Pro2 Solutions filed due diligence declarations with the proof of service. The first
declaration, signed by a process server identified as Jie Zhang, explained that he
attempted to serve AB Dental Med Supply, Inc. personally at the Ringwood Court
address: “02/20/11 @ 1:30 PM: Dana Nguyen, ALSO KNOWN AS Trang K. Nguyen
was in the office with two kids. . . . She refused to accept documents and threatened to
call the police. Left unserved.”
The second declaration, signed by Pro2 Solutions’ counsel of record Danning
Jiang, stated that on March 9, 2011, Mr. Jiang visited the Ringwood Court address, at
which time: “A lady came out from a [sic] inside office (refused to state her name;
female, Vietnamese, 40s, 5′4″, 130 lbs). She stated Dana was not in the office. She is a
person apparently in charge of the office. Sub-served on the lady by leaving copies of the
documents.”
Pro2 Solutions also filed a proof of service of summons and complaint on Dana
Nguyen also known as Trang K. Nguyen, again asserting that service was made by
leaving the papers with the unidentified Vietnamese woman at the Ringwood Court
address on March 9, and by mailing the documents to Dana Nguyen also known as Trang
K. Nguyen at that address on March 10. Pro2 Solutions submitted the same due diligence
declarations with the proof of service for Ms. Nguyen as it had for AB Dental Med
Supply, Inc.
On April 26, 2011, the court clerk entered defaults against AB Dental. On
October 27, 2011, through counsel, AB Dental attempted to file a general denial to the
complaint. The clerk rejected the filing because default had been entered on April 26.

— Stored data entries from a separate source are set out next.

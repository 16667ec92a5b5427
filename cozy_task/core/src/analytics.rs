//! Derived metrics over a user's task history.

use crate::query::available_tags;
use crate::task::{Task, TaskPriority, TaskStatus};
use chrono::{DateTime, Datelike, Days, Duration, NaiveDate, Utc};
use serde::Serialize;

const TREND_DAYS: i64 = 14;

#[derive(Debug, Clone, PartialEq, Serialize)]
#[serde(rename_all = "camelCase")]
pub struct Overview {
    pub total: usize,
    pub completed: usize,
    pub pending: usize,
    /// Whole percent, 0 for an empty collection.
    pub completion_rate: u32,
}

#[derive(Debug, Clone, PartialEq, Eq, Serialize)]
pub struct PriorityDistribution {
    pub high: usize,
    pub medium: usize,
    pub low: usize,
}

#[derive(Debug, Clone, PartialEq, Eq, Serialize)]
pub struct TagCount {
    pub tag: String,
    pub count: usize,
}

#[derive(Debug, Clone, PartialEq, Eq, Serialize)]
pub struct CompletionDaysByPriority {
    pub high: i64,
    pub medium: i64,
    pub low: i64,
}

#[derive(Debug, Clone, PartialEq, Serialize)]
pub struct TrendPoint {
    pub date: NaiveDate,
    pub label: String,
    pub value: f64,
}

#[derive(Debug, Clone, PartialEq, Eq, Serialize)]
pub struct WeekdayActivity {
    pub date: NaiveDate,
    pub label: String,
    pub completed: usize,
    pub created: usize,
}

/// Everything the analytics page shows, computed in one pass per section.
#[derive(Debug, Clone, PartialEq, Serialize)]
#[serde(rename_all = "camelCase")]
pub struct AnalyticsReport {
    pub overview: Overview,
    pub priority_distribution: PriorityDistribution,
    pub tag_distribution: Vec<TagCount>,
    pub most_frequent_tag: Option<String>,
    pub lowest_completion_rate_tag: Option<String>,
    pub average_completion_days: Option<i64>,
    pub completion_days_by_priority: CompletionDaysByPriority,
    pub completion_trend: Vec<TrendPoint>,
    pub weekly_activity: Vec<WeekdayActivity>,
}

impl AnalyticsReport {
    pub fn compute(tasks: &[Task], now: DateTime<Utc>) -> Self {
        Self {
            overview: overview(tasks),
            priority_distribution: priority_distribution(tasks),
            tag_distribution: tag_distribution(tasks),
            most_frequent_tag: most_frequent_tag(tasks),
            lowest_completion_rate_tag: lowest_completion_rate_tag(tasks),
            average_completion_days: average_completion_days(tasks),
            completion_days_by_priority: completion_days_by_priority(tasks),
            completion_trend: completion_trend(tasks, now),
            weekly_activity: weekly_activity(tasks, now),
        }
    }
}

pub fn overview(tasks: &[Task]) -> Overview {
    let total = tasks.len();
    let completed = count_status(tasks, TaskStatus::Completed);
    let pending = count_status(tasks, TaskStatus::Pending);
    let completion_rate = if total > 0 {
        (completed as f64 / total as f64 * 100.0).round() as u32
    } else {
        0
    };
    Overview {
        total,
        completed,
        pending,
        completion_rate,
    }
}

pub fn priority_distribution(tasks: &[Task]) -> PriorityDistribution {
    let count = |p: TaskPriority| tasks.iter().filter(|t| t.priority() == p).count();
    PriorityDistribution {
        high: count(TaskPriority::High),
        medium: count(TaskPriority::Medium),
        low: count(TaskPriority::Low),
    }
}

/// Number of tasks carrying each tag, in available-tag order.
pub fn tag_distribution(tasks: &[Task]) -> Vec<TagCount> {
    available_tags(tasks)
        .into_iter()
        .map(|tag| {
            let count = tasks.iter().filter(|t| t.has_tag(&tag)).count();
            TagCount { tag, count }
        })
        .collect()
}

/// Tag on the most tasks; the earliest tag wins a tie.
pub fn most_frequent_tag(tasks: &[Task]) -> Option<String> {
    let mut best: Option<TagCount> = None;
    for entry in tag_distribution(tasks) {
        if best.as_ref().is_none_or(|b| entry.count > b.count) {
            best = Some(entry);
        }
    }
    best.map(|b| b.tag)
}

/// Tag with the lowest non-zero completion rate; the earliest tag wins a tie.
pub fn lowest_completion_rate_tag(tasks: &[Task]) -> Option<String> {
    let mut best: Option<(String, f64)> = None;
    for tag in available_tags(tasks) {
        let tagged: Vec<&Task> = tasks.iter().filter(|t| t.has_tag(&tag)).collect();
        if tagged.is_empty() {
            continue;
        }
        let done = tagged.iter().filter(|t| t.is_completed()).count();
        let rate = done as f64 / tagged.len() as f64 * 100.0;
        if rate == 0.0 {
            continue;
        }
        if best.as_ref().is_none_or(|(_, r)| rate < *r) {
            best = Some((tag, rate));
        }
    }
    best.map(|(tag, _)| tag)
}

/// Mean whole days from creation to completion, rounded.
pub fn average_completion_days(tasks: &[Task]) -> Option<i64> {
    let days: Vec<i64> = completed(tasks).map(days_to_complete).collect();
    mean(&days).map(|m| m.round() as i64)
}

pub fn completion_days_by_priority(tasks: &[Task]) -> CompletionDaysByPriority {
    let avg = |p: TaskPriority| {
        let days: Vec<i64> = completed(tasks)
            .filter(|t| t.priority() == p)
            .map(days_to_complete)
            .collect();
        mean(&days).map(|m| m.round() as i64).unwrap_or(0)
    };
    CompletionDaysByPriority {
        high: avg(TaskPriority::High),
        medium: avg(TaskPriority::Medium),
        low: avg(TaskPriority::Low),
    }
}

/// Average completion days for tasks finished on each of the last 14 days.
pub fn completion_trend(tasks: &[Task], now: DateTime<Utc>) -> Vec<TrendPoint> {
    let today = now.date_naive();
    (0..TREND_DAYS)
        .rev()
        .map(|offset| {
            let date = today - Duration::days(offset);
            let days: Vec<i64> = completed(tasks)
                .filter(|t| t.updated_at().date_naive() == date)
                .map(days_to_complete)
                .collect();
            let value = mean(&days).map(|m| (m * 10.0).round() / 10.0).unwrap_or(0.0);
            TrendPoint {
                date,
                label: date.format("%b %d").to_string(),
                value,
            }
        })
        .collect()
}

/// Created and completed counts for each day of the current Sunday-started week.
pub fn weekly_activity(tasks: &[Task], now: DateTime<Utc>) -> Vec<WeekdayActivity> {
    let Some(start) = start_of_week(now.date_naive()) else {
        return Vec::new();
    };
    (0..7)
        .filter_map(|offset| start.checked_add_days(Days::new(offset)))
        .map(|date| {
            WeekdayActivity {
                date,
                label: date.format("%a").to_string(),
                completed: completed(tasks)
                    .filter(|t| t.updated_at().date_naive() == date)
                    .count(),
                created: tasks
                    .iter()
                    .filter(|t| t.created_at().date_naive() == date)
                    .count(),
            }
        })
        .collect()
}

/// Sunday on or before `date`.
pub fn start_of_week(date: NaiveDate) -> Option<NaiveDate> {
    date.checked_sub_days(Days::new(u64::from(date.weekday().num_days_from_sunday())))
}

fn count_status(tasks: &[Task], status: TaskStatus) -> usize {
    tasks.iter().filter(|t| t.status() == status).count()
}

fn completed(tasks: &[Task]) -> impl Iterator<Item = &Task> {
    tasks.iter().filter(|t| t.is_completed())
}

fn days_to_complete(task: &Task) -> i64 {
    (task.updated_at() - task.created_at()).num_days()
}

fn mean(values: &[i64]) -> Option<f64> {
    if values.is_empty() {
        return None;
    }
    Some(values.iter().sum::<i64>() as f64 / values.len() as f64)
}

On January 13, 2012, Pro2 Solutions requested a court judgment against all
defendants, including AB Dental.1 On February 9, 2012, the court entered default
judgment against all defendants, jointly and severally, for compensatory and punitive
damages, interest, attorney fees and costs, in the amount of $123,012.
After writs of execution were issued, on April 4, 2012, AB Dental moved to quash
service of summons and to set aside the defaults and default judgments. The defendants
argued that service on both of them was not made at a proper location or on a proper
agent as required by Code of Civil Procedure section 415.20, subdivisions (a) and (b).2
According to AB Dental, Ringwood Court was not the company’s business address, and
it had never been provided to the Secretary of State as an address of record. Pro2
Solutions opposed the motion, arguing that Ringwood Court was the address on file with
the Secretary of State at the time service was effected. Both parties submitted
declarations supporting their positions. The court heard AB Dental’s motion on May 10,
2012. The hearing transcript, if one exists, is not part of the record on appeal.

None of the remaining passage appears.